Foto del escritor: Redacción Redacción

Chef Alba Gómez

Todavía recuerdo vívidamente la primera vez que probé el jocoque. Mi madre era ese tipo de mujer a la que no le gustaban los tonos de gris, ni las medias tintas, ni mucho menos los berrinches de chiquillos malcriados, o mal comidos.


No era mi caso ni el de mis hermanos, de los cuales soy el más chico, ya que en nuestro humilde hogar faltaría de todo menos la comida.


La cocina funcionaba casi las 24 horas del día, ya que alimentar un batallón de criaturas hambrientas, a un padre agricultor, un tío minero y cuatro sobrinos heredados no era tarea fácil. Así que a eso de las cinco de la mañana llegaban a la mesa, mi padre y mi tío a pedir su desayuno.


Debo reconocer que mamá hacía maravillas con pocos recursos. Pero estaba terminantemente prohibido desperdiciar comida o tirar algo.


Todo tenía su utilidad y aprovechamiento. Si era un pan duro al otro día seguramente serían torrejas o budín con mucho caramelo. Si las sobras en cambio eran de verduras cocidas en la cena habría ensalada, si había bastante queso que mis padres elaboraban comíamos suculentos panes de queso o empanadas.


Era maravilloso ver como se movía mi madre en la cocina, sacando ollas del fuego, cuidando confituras burbujeantes, cambiando pañales, regañando hijos, peinando a las niñas sus largos y negros rizos y poniendo unos primorosos moños de colores para ir a la escuela.

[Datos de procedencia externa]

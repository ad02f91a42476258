//! JSON REST API for the parish registry.
//!
//! Exposes an axum [`Router`] backed by a [`Parish`] service over any
//! [`ParishStore`]. Every route resolves the caller from HTTP Basic
//! credentials and checks one capability before calling the service. TLS and
//! transport concerns are the caller's responsibility.
//!
//! # Mounting
//!
//! ```rust,ignore
//! .nest("/api", mkwawa_api::api_router(state))
//! ```

pub mod auth;
pub mod error;
pub mod handlers;

use std::sync::Arc;

use axum::{
  Router,
  extract::DefaultBodyLimit,
  routing::{delete, get, post, put},
};
use mkwawa_core::{collab::Collaborators, parish::Parish, store::ParishStore};
use tower_http::trace::TraceLayer;

pub use auth::{AuthConfig, Caller, Operator};
pub use error::ApiError;
use handlers::{
  assets, finance, leaders, members, notifications, reports, sacraments, settings,
};

/// Largest accepted request body; certificate scans and asset photographs
/// travel as multipart uploads.
pub const UPLOAD_LIMIT: usize = 16 * 1024 * 1024;

// ─── Application state ────────────────────────────────────────────────────────

/// Shared state threaded through all axum handlers.
pub struct AppState<S, C> {
  pub parish: Arc<Parish<S, C>>,
  pub auth:   Arc<AuthConfig>,
}

impl<S, C> AppState<S, C> {
  pub fn new(parish: Parish<S, C>, auth: AuthConfig) -> Self {
    Self { parish: Arc::new(parish), auth: Arc::new(auth) }
  }
}

impl<S, C> Clone for AppState<S, C> {
  fn clone(&self) -> Self {
    Self { parish: Arc::clone(&self.parish), auth: Arc::clone(&self.auth) }
  }
}

// ─── Router ───────────────────────────────────────────────────────────────────

/// Build the API router for `state`.
///
/// The returned `Router<()>` can be nested into any parent router regardless
/// of its own state type.
pub fn api_router<S, C>(state: AppState<S, C>) -> Router<()>
where
  S: ParishStore + 'static,
  C: Collaborators,
{
  Router::new()
    // Configuration registry
    .route("/years", get(settings::list_years::<S, C>).post(settings::create_year::<S, C>))
    .route(
      "/years/current",
      get(settings::current_year::<S, C>).put(settings::set_current_year::<S, C>),
    )
    .route("/years/{id}", delete(settings::delete_year::<S, C>))
    .route(
      "/outstations",
      get(settings::list_outstations::<S, C>).post(settings::create_outstation::<S, C>),
    )
    .route(
      "/outstations/{id}",
      get(settings::get_outstation::<S, C>)
        .put(settings::update_outstation::<S, C>)
        .delete(settings::delete_outstation::<S, C>),
    )
    .route("/cells", get(settings::list_cells::<S, C>).post(settings::create_cell::<S, C>))
    .route(
      "/cells/{id}",
      get(settings::get_cell::<S, C>)
        .put(settings::update_cell::<S, C>)
        .delete(settings::delete_cell::<S, C>),
    )
    .route(
      "/church-locations",
      get(settings::list_church_locations::<S, C>).post(settings::set_church_location::<S, C>),
    )
    .route("/church-locations/active", get(settings::active_church_location::<S, C>))
    .route(
      "/church-locations/{id}/activate",
      put(settings::activate_church_location::<S, C>),
    )
    .route("/church-locations/{id}", delete(settings::delete_church_location::<S, C>))
    // Identity store
    .route("/signup", post(members::signup::<S, C>))
    .route("/members", get(members::list::<S, C>).post(members::create::<S, C>))
    .route("/members/by-member-id/{member_id}", get(members::find_by_member_id::<S, C>))
    .route(
      "/members/{id}",
      get(members::get_one::<S, C>)
        .put(members::update::<S, C>)
        .delete(members::delete_one::<S, C>),
    )
    .route("/members/{id}/approve", post(members::approve::<S, C>))
    .route("/members/{id}/status", put(members::set_status::<S, C>))
    .route("/members/{id}/passport", put(members::set_passport::<S, C>))
    // Sacrament ledger
    .route(
      "/members/{id}/baptism",
      post(sacraments::register_baptism::<S, C>).delete(sacraments::revoke_baptism::<S, C>),
    )
    .route(
      "/members/{id}/confirmation",
      post(sacraments::register_confirmation::<S, C>)
        .delete(sacraments::revoke_confirmation::<S, C>),
    )
    .route(
      "/members/{id}/marriage",
      get(sacraments::marriage_for::<S, C>).delete(sacraments::revoke_marriage::<S, C>),
    )
    .route(
      "/marriages",
      get(sacraments::list_marriages::<S, C>).post(sacraments::register_marriage::<S, C>),
    )
    .route("/marriages/{id}", put(sacraments::update_marriage_date::<S, C>))
    // Leader registry
    .route("/leaders", get(leaders::list::<S, C>).post(leaders::save::<S, C>))
    .route(
      "/leaders/{id}",
      get(leaders::get_one::<S, C>).delete(leaders::delete_one::<S, C>),
    )
    // Asset registry
    .route("/assets", get(assets::list::<S, C>).post(assets::create::<S, C>))
    .route(
      "/assets/{id}",
      get(assets::get_one::<S, C>)
        .put(assets::update::<S, C>)
        .delete(assets::delete_one::<S, C>),
    )
    .route(
      "/assets/{id}/media",
      get(assets::list_media::<S, C>).post(assets::add_media::<S, C>),
    )
    .route("/asset-media/{id}", delete(assets::delete_media::<S, C>))
    // Finance ledger
    .route(
      "/offering-categories",
      get(finance::list_offering_categories::<S, C>)
        .post(finance::create_offering_category::<S, C>),
    )
    .route(
      "/offering-categories/{id}",
      put(finance::update_offering_category::<S, C>)
        .delete(finance::delete_offering_category::<S, C>),
    )
    .route(
      "/offerings",
      get(finance::list_offerings::<S, C>).post(finance::create_offering::<S, C>),
    )
    .route(
      "/offerings/{id}",
      put(finance::update_offering::<S, C>).delete(finance::delete_offering::<S, C>),
    )
    .route(
      "/facility-rentings",
      get(finance::list_facility_rentings::<S, C>)
        .post(finance::create_facility_renting::<S, C>),
    )
    .route(
      "/facility-rentings/{id}",
      put(finance::update_facility_renting::<S, C>)
        .delete(finance::delete_facility_renting::<S, C>),
    )
    .route(
      "/special-contributions",
      get(finance::list_special_contributions::<S, C>)
        .post(finance::create_special_contribution::<S, C>),
    )
    .route(
      "/special-contributions/{id}",
      put(finance::update_special_contribution::<S, C>)
        .delete(finance::delete_special_contribution::<S, C>),
    )
    .route(
      "/special-contributions/{id}/funds",
      post(finance::create_donation_item_fund::<S, C>),
    )
    .route("/donation-item-funds", get(finance::list_donation_item_funds::<S, C>))
    .route(
      "/donation-item-funds/{id}",
      put(finance::update_donation_item_fund::<S, C>)
        .delete(finance::delete_donation_item_fund::<S, C>),
    )
    .route("/pledges", get(finance::list_pledges::<S, C>).post(finance::create_pledge::<S, C>))
    .route(
      "/pledges/{id}",
      put(finance::update_pledge::<S, C>).delete(finance::delete_pledge::<S, C>),
    )
    .route(
      "/expense-categories",
      get(finance::list_expense_categories::<S, C>)
        .post(finance::create_expense_category::<S, C>),
    )
    .route(
      "/expense-categories/{id}",
      put(finance::update_expense_category::<S, C>)
        .delete(finance::delete_expense_category::<S, C>),
    )
    .route(
      "/expense-categories/{id}/expenditures",
      post(finance::create_expenditure::<S, C>),
    )
    .route("/expenditures", get(finance::list_expenditures::<S, C>))
    .route(
      "/expenditures/{id}",
      put(finance::update_expenditure::<S, C>).delete(finance::delete_expenditure::<S, C>),
    )
    .route("/expenditures/{id}/receipt", put(finance::set_expenditure_receipt::<S, C>))
    // Notifications
    .route(
      "/notifications",
      get(notifications::list::<S, C>)
        .post(notifications::dispatch::<S, C>)
        .delete(notifications::delete_by_title::<S, C>),
    )
    .route("/notifications/{id}", delete(notifications::delete_one::<S, C>))
    .route("/notifications/{id}/read", put(notifications::mark_read::<S, C>))
    .route("/sms", get(notifications::sent_sms::<S, C>))
    // Reports
    .route("/reports/general", get(reports::general::<S, C>))
    .route("/reports/summary", get(reports::summary::<S, C>))
    .layer(DefaultBodyLimit::max(UPLOAD_LIMIT))
    .layer(TraceLayer::new_for_http())
    .with_state(state)
}

#[cfg(test)]
mod tests;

Nuestras loncheras, siempre rebozantes, eran la envidia hasta de las maestras, aunque siempre les llevábamos fruta recién cosechada de nuestra quinta.


Un mediodía caluroso, cuando regresaba del colegio corriendo para almorzar, madre puso el plato frente a mi y me sirvió algo desconocido. Eran las enchiladas de siempre pero tenían algo blanco, espeso y viscoso que no supe identificar.


Madre nos miraba de reojo esperando que comiéramos sin preguntar nada, pero yo, el más problemático para aceptar sabores nuevos, lo llevé a la boca y la abrí para escupirlo.

Me pareció horroroso.

Mamá me miró sin decir ni una palabra. Sólo me miró y supe que debía comerme aquello porque debía comérmelo. Las lágrimas de sufrimiento bajaban por mis mejillas rosadas sin que a la mujer se le moviera un solo pelo .

Nada. Silencio absoluto en la mesa llena de niños.

- Te lo acabas-, dijo dirigiendo su largo dedo índice hacia mí.


No olvido más aquel mediodía lastimoso para mí.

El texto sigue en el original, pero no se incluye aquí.